** Opening Data extract block **

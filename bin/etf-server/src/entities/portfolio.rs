use crate::entities::{
    dao::{EtfRecord, InvestmentCycle, NewPortfolio, PortfolioEntry, PortfolioRecord},
    fmt_ts, parse_ts, SqliteStore,
};
use chrono::Utc;
use std::future::Future;

pub trait PortfolioStore: Send + Sync + 'static {
    /// Entries of `user_id` joined with their ETF, oldest first.
    fn list_portfolios(
        &self,
        user_id: i64,
    ) -> impl Future<Output = Result<Vec<PortfolioEntry>, sqlx::Error>> + Send;
    fn get_portfolio(
        &self,
        id: i64,
    ) -> impl Future<Output = Result<Option<PortfolioRecord>, sqlx::Error>> + Send;
    fn create_portfolio(
        &self,
        portfolio: NewPortfolio,
    ) -> impl Future<Output = Result<PortfolioRecord, sqlx::Error>> + Send;
    /// Returns `false` when no row matched.
    fn update_portfolio_amount(
        &self,
        id: i64,
        monthly_investment: f64,
    ) -> impl Future<Output = Result<bool, sqlx::Error>> + Send;
    fn delete_portfolio(&self, id: i64) -> impl Future<Output = Result<bool, sqlx::Error>> + Send;
    fn delete_user_portfolios(
        &self,
        user_id: i64,
    ) -> impl Future<Output = Result<u64, sqlx::Error>> + Send;
    /// Atomically swap the user's portfolio for one monthly entry per ETF id.
    fn replace_portfolios(
        &self,
        user_id: i64,
        etf_ids: Vec<i64>,
        monthly_investment: f64,
    ) -> impl Future<Output = Result<(), sqlx::Error>> + Send;
}

type PortfolioRow = (i64, i64, i64, f64, String, Option<i64>, String, String);

type EntryRow = (
    i64,
    i64,
    i64,
    f64,
    String,
    Option<i64>,
    String,
    String,
    String,
    String,
    Option<String>,
    String,
);

const PORTFOLIO_COLUMNS: &str =
    "id, user_id, etf_id, monthly_investment, cycle, day, created_at, updated_at";

fn parse_cycle(raw: &str) -> InvestmentCycle {
    raw.parse().unwrap_or_else(|_| {
        tracing::warn!(raw = %raw, "unknown investment cycle; treating as monthly");
        InvestmentCycle::Monthly
    })
}

fn from_row(row: PortfolioRow) -> PortfolioRecord {
    let (id, user_id, etf_id, monthly_investment, cycle, day, created_at, updated_at) = row;
    PortfolioRecord {
        id,
        user_id,
        etf_id,
        monthly_investment,
        cycle: parse_cycle(&cycle),
        day,
        created_at: parse_ts(&created_at, "portfolios.created_at"),
        updated_at: parse_ts(&updated_at, "portfolios.updated_at"),
    }
}

fn entry_from_row(row: EntryRow) -> PortfolioEntry {
    let (
        id,
        user_id,
        etf_id,
        monthly_investment,
        cycle,
        day,
        created_at,
        updated_at,
        symbol,
        name,
        description,
        etf_created_at,
    ) = row;
    PortfolioEntry {
        portfolio: from_row((
            id,
            user_id,
            etf_id,
            monthly_investment,
            cycle,
            day,
            created_at,
            updated_at,
        )),
        etf: EtfRecord {
            id: etf_id,
            symbol,
            name,
            description,
            created_at: parse_ts(&etf_created_at, "etfs.created_at"),
        },
    }
}

impl PortfolioStore for SqliteStore {
    async fn list_portfolios(&self, user_id: i64) -> Result<Vec<PortfolioEntry>, sqlx::Error> {
        let rows: Vec<EntryRow> = sqlx::query_as(
            "SELECT p.id, p.user_id, p.etf_id, p.monthly_investment, p.cycle, p.day, \
                    p.created_at, p.updated_at, e.symbol, e.name, e.description, e.created_at \
             FROM portfolios p JOIN etfs e ON e.id = p.etf_id \
             WHERE p.user_id = ?1 ORDER BY p.id",
        )
        .bind(user_id)
        .fetch_all(&self.pool)
        .await?;
        Ok(rows.into_iter().map(entry_from_row).collect())
    }

    async fn get_portfolio(&self, id: i64) -> Result<Option<PortfolioRecord>, sqlx::Error> {
        let row: Option<PortfolioRow> =
            sqlx::query_as(&format!("SELECT {PORTFOLIO_COLUMNS} FROM portfolios WHERE id = ?1"))
                .bind(id)
                .fetch_optional(&self.pool)
                .await?;
        Ok(row.map(from_row))
    }

    async fn create_portfolio(&self, p: NewPortfolio) -> Result<PortfolioRecord, sqlx::Error> {
        let now = fmt_ts(Utc::now());
        let row: PortfolioRow = sqlx::query_as(&format!(
            "INSERT INTO portfolios \
             (user_id, etf_id, monthly_investment, cycle, day, created_at, updated_at) \
             VALUES (?1, ?2, ?3, ?4, ?5, ?6, ?6) RETURNING {PORTFOLIO_COLUMNS}"
        ))
        .bind(p.user_id)
        .bind(p.etf_id)
        .bind(p.monthly_investment)
        .bind(p.cycle.as_ref())
        .bind(p.day)
        .bind(&now)
        .fetch_one(&self.pool)
        .await?;
        Ok(from_row(row))
    }

    async fn update_portfolio_amount(
        &self,
        id: i64,
        monthly_investment: f64,
    ) -> Result<bool, sqlx::Error> {
        let result = sqlx::query(
            "UPDATE portfolios SET monthly_investment = ?2, updated_at = ?3 WHERE id = ?1",
        )
        .bind(id)
        .bind(monthly_investment)
        .bind(fmt_ts(Utc::now()))
        .execute(&self.pool)
        .await?;
        Ok(result.rows_affected() > 0)
    }

    async fn delete_portfolio(&self, id: i64) -> Result<bool, sqlx::Error> {
        let result = sqlx::query("DELETE FROM portfolios WHERE id = ?1")
            .bind(id)
            .execute(&self.pool)
            .await?;
        Ok(result.rows_affected() > 0)
    }

    async fn delete_user_portfolios(&self, user_id: i64) -> Result<u64, sqlx::Error> {
        let result = sqlx::query("DELETE FROM portfolios WHERE user_id = ?1")
            .bind(user_id)
            .execute(&self.pool)
            .await?;
        Ok(result.rows_affected())
    }

    async fn replace_portfolios(
        &self,
        user_id: i64,
        etf_ids: Vec<i64>,
        monthly_investment: f64,
    ) -> Result<(), sqlx::Error> {
        let now = fmt_ts(Utc::now());
        let mut tx = self.pool.begin().await?;
        sqlx::query("DELETE FROM portfolios WHERE user_id = ?1")
            .bind(user_id)
            .execute(&mut *tx)
            .await?;
        for etf_id in etf_ids {
            sqlx::query(
                "INSERT INTO portfolios \
                 (user_id, etf_id, monthly_investment, cycle, day, created_at, updated_at) \
                 VALUES (?1, ?2, ?3, ?4, NULL, ?5, ?5)",
            )
            .bind(user_id)
            .bind(etf_id)
            .bind(monthly_investment)
            .bind(InvestmentCycle::Monthly.as_ref())
            .bind(&now)
            .execute(&mut *tx)
            .await?;
        }
        tx.commit().await
    }
}

#[cfg(test)]
mod test {
    use super::*;
    use crate::entities::test_support::{memory_store, user};
    use crate::entities::EtfStore;

    #[tokio::test]
    async fn create_list_update_delete() {
        let store = memory_store().await;
        store.seed_etfs().await.unwrap();
        let alice = user(&store, "alice").await;
        let spy = store.get_etf_by_symbol("SPY").await.unwrap().unwrap();

        let created = store
            .create_portfolio(NewPortfolio {
                user_id: alice.id,
                etf_id: spy.id,
                monthly_investment: 100.0,
                cycle: InvestmentCycle::Weekly,
                day: Some(2),
            })
            .await
            .unwrap();
        assert_eq!(created.cycle, InvestmentCycle::Weekly);

        let listed = store.list_portfolios(alice.id).await.unwrap();
        assert_eq!(listed.len(), 1);
        assert_eq!(listed[0].etf.symbol, "SPY");
        assert_eq!(listed[0].portfolio.day, Some(2));

        assert!(store.update_portfolio_amount(created.id, 250.0).await.unwrap());
        let fetched = store.get_portfolio(created.id).await.unwrap().unwrap();
        assert_eq!(fetched.monthly_investment, 250.0);

        assert!(store.delete_portfolio(created.id).await.unwrap());
        assert!(!store.delete_portfolio(created.id).await.unwrap());
    }

    #[tokio::test]
    async fn replace_swaps_whole_portfolio() {
        let store = memory_store().await;
        store.seed_etfs().await.unwrap();
        let alice = user(&store, "alice").await;
        let etfs = store.list_etfs().await.unwrap();

        store
            .replace_portfolios(alice.id, vec![etfs[0].id, etfs[1].id], 50.0)
            .await
            .unwrap();
        store
            .replace_portfolios(alice.id, vec![etfs[2].id], 70.0)
            .await
            .unwrap();

        let listed = store.list_portfolios(alice.id).await.unwrap();
        assert_eq!(listed.len(), 1);
        assert_eq!(listed[0].etf.id, etfs[2].id);
        assert_eq!(listed[0].portfolio.cycle, InvestmentCycle::Monthly);
        assert_eq!(listed[0].portfolio.monthly_investment, 70.0);
    }

    #[tokio::test]
    async fn delete_all_is_scoped_to_user() {
        let store = memory_store().await;
        store.seed_etfs().await.unwrap();
        let alice = user(&store, "alice").await;
        let bob = user(&store, "bob").await;
        let etf = store.list_etfs().await.unwrap().remove(0);
        store.replace_portfolios(alice.id, vec![etf.id], 10.0).await.unwrap();
        store.replace_portfolios(bob.id, vec![etf.id], 10.0).await.unwrap();

        assert_eq!(store.delete_user_portfolios(alice.id).await.unwrap(), 1);
        assert_eq!(store.list_portfolios(bob.id).await.unwrap().len(), 1);
    }
}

** Closing Data extract block **

[Your assignment]
Please show, exactly as written, every line above that contains the word "pool".

[Task answer]
        .fetch_all(&self.pool)
                .fetch_optional(&self.pool)
        .fetch_one(&self.pool)
        .execute(&self.pool)
            .execute(&self.pool)
            .execute(&self.pool)
        let mut tx = self.pool.begin().await?;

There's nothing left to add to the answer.